* _To do_
Entries follow. Give back exactly the lines starting at the one containing "for external systems." and ending at the one containing "use crate::domain::Transcript;", and no other lines.

* _Extracted information_
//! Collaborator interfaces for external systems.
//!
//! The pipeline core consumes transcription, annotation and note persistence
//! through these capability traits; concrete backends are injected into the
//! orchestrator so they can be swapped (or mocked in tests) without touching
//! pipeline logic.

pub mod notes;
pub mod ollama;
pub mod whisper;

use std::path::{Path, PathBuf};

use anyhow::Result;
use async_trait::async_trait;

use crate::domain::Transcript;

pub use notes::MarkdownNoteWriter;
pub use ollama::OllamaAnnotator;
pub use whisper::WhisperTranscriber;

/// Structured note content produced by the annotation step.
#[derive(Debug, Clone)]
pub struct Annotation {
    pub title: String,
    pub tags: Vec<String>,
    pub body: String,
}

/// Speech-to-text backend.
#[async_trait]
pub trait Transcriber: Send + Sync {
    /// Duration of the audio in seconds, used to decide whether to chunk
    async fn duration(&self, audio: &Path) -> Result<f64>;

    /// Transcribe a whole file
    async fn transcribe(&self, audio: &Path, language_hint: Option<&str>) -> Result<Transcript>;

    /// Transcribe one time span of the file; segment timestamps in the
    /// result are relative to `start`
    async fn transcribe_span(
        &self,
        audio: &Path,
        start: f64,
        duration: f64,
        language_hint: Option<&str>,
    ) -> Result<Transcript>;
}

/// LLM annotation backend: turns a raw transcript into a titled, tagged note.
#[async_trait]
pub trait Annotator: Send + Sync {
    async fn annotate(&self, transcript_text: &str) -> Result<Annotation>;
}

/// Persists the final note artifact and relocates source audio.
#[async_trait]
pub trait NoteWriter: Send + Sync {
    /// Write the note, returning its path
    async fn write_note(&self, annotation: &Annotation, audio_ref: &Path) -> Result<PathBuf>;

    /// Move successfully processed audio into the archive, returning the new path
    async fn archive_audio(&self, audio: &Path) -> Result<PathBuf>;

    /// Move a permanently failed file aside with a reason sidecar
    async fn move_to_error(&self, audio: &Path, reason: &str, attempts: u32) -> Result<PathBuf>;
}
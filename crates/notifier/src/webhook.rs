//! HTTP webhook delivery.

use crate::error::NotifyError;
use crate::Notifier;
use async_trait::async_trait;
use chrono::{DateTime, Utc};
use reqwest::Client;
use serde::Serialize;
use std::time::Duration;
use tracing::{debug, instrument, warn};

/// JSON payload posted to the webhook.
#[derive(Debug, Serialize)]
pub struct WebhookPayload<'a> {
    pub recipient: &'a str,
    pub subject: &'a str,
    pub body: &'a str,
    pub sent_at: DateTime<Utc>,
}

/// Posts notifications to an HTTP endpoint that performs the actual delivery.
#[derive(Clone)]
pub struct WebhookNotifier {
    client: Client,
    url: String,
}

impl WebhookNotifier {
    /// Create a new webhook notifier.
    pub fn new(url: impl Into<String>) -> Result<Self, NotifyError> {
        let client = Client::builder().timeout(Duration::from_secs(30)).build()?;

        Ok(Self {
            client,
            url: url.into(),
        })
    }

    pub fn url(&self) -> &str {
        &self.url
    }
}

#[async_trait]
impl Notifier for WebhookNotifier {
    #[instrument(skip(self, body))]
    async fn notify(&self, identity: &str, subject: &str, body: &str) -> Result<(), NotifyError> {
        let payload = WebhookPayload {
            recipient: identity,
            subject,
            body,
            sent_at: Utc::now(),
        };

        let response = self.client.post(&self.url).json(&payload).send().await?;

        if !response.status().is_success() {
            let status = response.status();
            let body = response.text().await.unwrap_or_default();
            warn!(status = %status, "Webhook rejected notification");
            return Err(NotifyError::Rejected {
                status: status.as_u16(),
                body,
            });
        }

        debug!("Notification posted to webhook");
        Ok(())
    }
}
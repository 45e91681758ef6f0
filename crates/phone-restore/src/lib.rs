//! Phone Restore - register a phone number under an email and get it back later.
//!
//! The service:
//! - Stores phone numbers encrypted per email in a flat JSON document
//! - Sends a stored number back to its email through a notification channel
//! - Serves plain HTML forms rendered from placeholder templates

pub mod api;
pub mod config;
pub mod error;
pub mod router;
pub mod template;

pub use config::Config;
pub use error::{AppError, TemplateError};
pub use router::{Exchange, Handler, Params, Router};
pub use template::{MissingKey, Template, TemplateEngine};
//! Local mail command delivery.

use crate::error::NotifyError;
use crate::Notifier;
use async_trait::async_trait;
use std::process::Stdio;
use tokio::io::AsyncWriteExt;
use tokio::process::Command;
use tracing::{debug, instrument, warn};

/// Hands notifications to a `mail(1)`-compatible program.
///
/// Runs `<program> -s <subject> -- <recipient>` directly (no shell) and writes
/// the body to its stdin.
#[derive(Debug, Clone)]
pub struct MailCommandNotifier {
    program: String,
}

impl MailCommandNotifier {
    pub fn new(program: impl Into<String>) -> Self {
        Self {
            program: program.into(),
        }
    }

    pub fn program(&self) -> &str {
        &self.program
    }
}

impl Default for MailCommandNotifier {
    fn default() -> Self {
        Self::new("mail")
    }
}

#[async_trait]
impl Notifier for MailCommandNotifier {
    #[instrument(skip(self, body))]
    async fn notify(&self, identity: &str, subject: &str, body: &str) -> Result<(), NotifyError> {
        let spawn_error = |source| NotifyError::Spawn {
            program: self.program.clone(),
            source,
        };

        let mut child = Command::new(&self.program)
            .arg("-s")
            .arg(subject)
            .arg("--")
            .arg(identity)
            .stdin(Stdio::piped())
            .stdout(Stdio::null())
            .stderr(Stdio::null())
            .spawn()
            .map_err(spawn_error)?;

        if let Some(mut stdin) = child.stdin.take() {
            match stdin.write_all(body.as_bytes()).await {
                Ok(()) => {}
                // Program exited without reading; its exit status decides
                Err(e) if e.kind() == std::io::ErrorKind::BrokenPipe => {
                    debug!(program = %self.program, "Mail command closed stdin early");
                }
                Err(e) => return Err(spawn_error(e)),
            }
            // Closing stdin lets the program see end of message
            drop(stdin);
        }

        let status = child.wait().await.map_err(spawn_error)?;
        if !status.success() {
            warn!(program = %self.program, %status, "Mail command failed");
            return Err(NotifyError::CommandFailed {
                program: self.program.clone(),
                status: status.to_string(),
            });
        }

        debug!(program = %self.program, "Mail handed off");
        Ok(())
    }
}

---

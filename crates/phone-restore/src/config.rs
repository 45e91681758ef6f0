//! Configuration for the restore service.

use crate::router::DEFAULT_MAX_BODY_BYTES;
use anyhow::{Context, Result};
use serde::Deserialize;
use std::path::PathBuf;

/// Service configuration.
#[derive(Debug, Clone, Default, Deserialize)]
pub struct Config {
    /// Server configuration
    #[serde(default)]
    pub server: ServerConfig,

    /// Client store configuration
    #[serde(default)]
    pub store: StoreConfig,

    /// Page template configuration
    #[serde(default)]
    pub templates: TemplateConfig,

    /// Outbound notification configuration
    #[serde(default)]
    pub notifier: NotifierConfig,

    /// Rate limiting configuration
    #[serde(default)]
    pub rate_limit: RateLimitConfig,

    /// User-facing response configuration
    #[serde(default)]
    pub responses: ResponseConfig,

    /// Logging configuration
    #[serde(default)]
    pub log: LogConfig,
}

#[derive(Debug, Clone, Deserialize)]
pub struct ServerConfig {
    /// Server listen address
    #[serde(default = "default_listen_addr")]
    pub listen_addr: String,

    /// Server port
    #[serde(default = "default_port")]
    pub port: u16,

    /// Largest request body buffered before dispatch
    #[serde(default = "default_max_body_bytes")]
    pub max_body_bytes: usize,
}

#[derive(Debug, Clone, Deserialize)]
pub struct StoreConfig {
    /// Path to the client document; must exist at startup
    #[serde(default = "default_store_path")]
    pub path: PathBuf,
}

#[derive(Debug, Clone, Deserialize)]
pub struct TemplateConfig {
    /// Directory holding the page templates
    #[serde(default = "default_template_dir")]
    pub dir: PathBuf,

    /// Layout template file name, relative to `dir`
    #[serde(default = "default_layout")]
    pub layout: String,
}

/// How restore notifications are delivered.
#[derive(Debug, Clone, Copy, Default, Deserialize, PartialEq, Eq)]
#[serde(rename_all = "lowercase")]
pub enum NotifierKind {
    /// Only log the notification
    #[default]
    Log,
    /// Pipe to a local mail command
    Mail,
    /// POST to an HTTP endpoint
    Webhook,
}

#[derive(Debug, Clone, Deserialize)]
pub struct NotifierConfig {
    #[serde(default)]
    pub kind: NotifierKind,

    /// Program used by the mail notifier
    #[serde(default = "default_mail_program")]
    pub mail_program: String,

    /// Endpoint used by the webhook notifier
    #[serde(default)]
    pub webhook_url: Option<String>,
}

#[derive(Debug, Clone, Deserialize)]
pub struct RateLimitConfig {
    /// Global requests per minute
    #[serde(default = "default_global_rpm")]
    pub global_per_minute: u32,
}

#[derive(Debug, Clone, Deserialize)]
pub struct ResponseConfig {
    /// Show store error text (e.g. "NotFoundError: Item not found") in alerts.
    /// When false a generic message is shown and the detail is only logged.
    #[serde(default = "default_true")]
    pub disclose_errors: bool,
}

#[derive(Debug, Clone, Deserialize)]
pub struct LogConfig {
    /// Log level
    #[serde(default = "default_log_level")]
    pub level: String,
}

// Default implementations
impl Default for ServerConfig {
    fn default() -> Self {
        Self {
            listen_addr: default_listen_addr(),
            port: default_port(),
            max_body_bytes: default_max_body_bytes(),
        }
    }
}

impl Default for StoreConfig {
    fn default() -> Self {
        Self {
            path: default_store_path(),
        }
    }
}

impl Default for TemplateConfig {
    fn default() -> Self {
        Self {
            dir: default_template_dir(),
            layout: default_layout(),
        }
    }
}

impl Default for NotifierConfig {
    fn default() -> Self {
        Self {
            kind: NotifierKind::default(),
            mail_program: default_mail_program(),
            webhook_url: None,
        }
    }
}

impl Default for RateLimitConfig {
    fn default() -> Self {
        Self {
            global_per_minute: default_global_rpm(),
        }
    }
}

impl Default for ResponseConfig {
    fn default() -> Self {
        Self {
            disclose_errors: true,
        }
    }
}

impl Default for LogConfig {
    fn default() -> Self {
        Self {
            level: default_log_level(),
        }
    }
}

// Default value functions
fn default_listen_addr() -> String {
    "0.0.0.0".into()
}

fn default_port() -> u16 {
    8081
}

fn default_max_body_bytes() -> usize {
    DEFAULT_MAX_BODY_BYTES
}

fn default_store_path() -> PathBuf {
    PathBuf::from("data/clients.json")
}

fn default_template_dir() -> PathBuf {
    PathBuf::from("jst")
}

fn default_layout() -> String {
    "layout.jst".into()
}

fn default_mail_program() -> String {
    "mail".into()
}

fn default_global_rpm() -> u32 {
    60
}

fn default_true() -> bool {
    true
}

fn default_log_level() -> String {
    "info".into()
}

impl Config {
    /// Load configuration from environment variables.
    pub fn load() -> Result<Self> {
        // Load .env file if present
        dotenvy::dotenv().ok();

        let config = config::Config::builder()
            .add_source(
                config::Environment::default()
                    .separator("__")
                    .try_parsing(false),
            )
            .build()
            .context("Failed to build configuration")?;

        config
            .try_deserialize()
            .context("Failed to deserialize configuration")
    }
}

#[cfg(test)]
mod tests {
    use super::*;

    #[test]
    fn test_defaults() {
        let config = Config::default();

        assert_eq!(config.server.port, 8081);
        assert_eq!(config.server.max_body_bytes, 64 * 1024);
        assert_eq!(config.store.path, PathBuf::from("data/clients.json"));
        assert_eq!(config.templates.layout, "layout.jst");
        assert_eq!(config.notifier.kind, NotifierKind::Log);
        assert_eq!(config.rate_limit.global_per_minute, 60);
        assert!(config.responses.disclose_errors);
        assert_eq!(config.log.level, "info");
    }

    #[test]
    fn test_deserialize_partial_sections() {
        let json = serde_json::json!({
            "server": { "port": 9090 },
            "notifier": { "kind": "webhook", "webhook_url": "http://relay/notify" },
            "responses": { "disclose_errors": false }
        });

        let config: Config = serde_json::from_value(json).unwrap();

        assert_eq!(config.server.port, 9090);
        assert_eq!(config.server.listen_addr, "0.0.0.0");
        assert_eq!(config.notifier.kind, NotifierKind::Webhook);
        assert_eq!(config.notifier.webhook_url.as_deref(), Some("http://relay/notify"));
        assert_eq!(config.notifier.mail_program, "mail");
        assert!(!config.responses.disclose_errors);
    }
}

* _Response area_
//! Collaborator interfaces for external systems.
//!
//! The pipeline core consumes transcription, annotation and note persistence
//! through these capability traits; concrete backends are injected into the
//! orchestrator so they can be swapped (or mocked in tests) without touching
//! pipeline logic.

pub mod notes;
pub mod ollama;
pub mod whisper;

use std::path::{Path, PathBuf};

use anyhow::Result;
use async_trait::async_trait;

use crate::domain::Transcript;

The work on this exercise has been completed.